> [INSTRUCTIONS FOR THE TASK]:
Collect all lines containing the word "Option" from the data.

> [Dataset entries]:
'''

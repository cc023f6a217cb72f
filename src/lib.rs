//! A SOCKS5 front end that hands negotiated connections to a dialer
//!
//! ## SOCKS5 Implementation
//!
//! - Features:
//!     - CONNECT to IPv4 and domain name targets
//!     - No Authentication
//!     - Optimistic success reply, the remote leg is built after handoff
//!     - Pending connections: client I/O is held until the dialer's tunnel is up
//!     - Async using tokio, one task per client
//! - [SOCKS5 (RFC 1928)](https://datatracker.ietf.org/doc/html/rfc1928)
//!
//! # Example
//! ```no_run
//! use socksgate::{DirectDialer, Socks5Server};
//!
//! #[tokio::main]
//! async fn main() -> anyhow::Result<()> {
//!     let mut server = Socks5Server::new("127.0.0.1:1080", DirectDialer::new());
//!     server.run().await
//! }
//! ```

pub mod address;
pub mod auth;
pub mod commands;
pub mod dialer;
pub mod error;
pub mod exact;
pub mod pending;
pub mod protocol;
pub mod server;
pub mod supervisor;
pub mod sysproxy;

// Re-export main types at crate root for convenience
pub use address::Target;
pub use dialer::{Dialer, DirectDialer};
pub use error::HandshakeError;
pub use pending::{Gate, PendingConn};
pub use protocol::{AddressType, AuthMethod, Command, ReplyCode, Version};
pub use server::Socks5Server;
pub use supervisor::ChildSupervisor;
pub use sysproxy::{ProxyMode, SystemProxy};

'''
'''

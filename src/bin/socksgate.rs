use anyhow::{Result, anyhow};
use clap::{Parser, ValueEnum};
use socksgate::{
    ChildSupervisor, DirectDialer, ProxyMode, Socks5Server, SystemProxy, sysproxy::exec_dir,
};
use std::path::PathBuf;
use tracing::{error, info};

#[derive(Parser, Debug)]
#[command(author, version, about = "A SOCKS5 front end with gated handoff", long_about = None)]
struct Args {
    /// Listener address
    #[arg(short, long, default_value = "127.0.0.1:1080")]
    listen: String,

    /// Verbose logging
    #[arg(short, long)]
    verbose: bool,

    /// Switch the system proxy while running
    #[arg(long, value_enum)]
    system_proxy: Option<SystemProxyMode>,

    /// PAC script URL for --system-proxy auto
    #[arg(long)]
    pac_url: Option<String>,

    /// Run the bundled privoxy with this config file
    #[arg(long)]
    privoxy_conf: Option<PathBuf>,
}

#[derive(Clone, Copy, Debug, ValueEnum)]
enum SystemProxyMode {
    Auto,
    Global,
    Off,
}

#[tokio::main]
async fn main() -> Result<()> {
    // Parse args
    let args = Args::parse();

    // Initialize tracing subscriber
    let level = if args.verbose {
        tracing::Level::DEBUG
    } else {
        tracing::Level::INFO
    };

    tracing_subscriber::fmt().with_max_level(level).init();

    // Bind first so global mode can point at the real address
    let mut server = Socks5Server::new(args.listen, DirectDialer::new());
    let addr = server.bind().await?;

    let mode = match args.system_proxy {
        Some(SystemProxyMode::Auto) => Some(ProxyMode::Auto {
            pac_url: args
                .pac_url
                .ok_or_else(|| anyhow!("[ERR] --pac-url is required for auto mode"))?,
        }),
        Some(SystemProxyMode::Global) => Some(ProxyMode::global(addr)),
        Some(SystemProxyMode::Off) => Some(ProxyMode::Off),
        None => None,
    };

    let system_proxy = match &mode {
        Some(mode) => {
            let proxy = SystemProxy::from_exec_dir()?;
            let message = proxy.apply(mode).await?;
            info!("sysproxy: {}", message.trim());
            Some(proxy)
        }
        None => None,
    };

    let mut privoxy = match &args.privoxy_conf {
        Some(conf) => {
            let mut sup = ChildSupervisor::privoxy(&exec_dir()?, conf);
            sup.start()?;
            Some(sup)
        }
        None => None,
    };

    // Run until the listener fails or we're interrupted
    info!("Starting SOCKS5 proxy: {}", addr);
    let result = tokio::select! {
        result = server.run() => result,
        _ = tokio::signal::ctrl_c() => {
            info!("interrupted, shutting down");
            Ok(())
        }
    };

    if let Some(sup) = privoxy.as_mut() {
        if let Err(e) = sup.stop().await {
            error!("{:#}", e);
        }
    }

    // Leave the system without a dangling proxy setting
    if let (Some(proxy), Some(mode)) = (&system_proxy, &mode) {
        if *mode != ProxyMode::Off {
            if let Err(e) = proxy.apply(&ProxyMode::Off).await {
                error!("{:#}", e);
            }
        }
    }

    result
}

'''

> [ANSWER]:
    system_proxy: Option<SystemProxyMode>,
    pac_url: Option<String>,
    privoxy_conf: Option<PathBuf>,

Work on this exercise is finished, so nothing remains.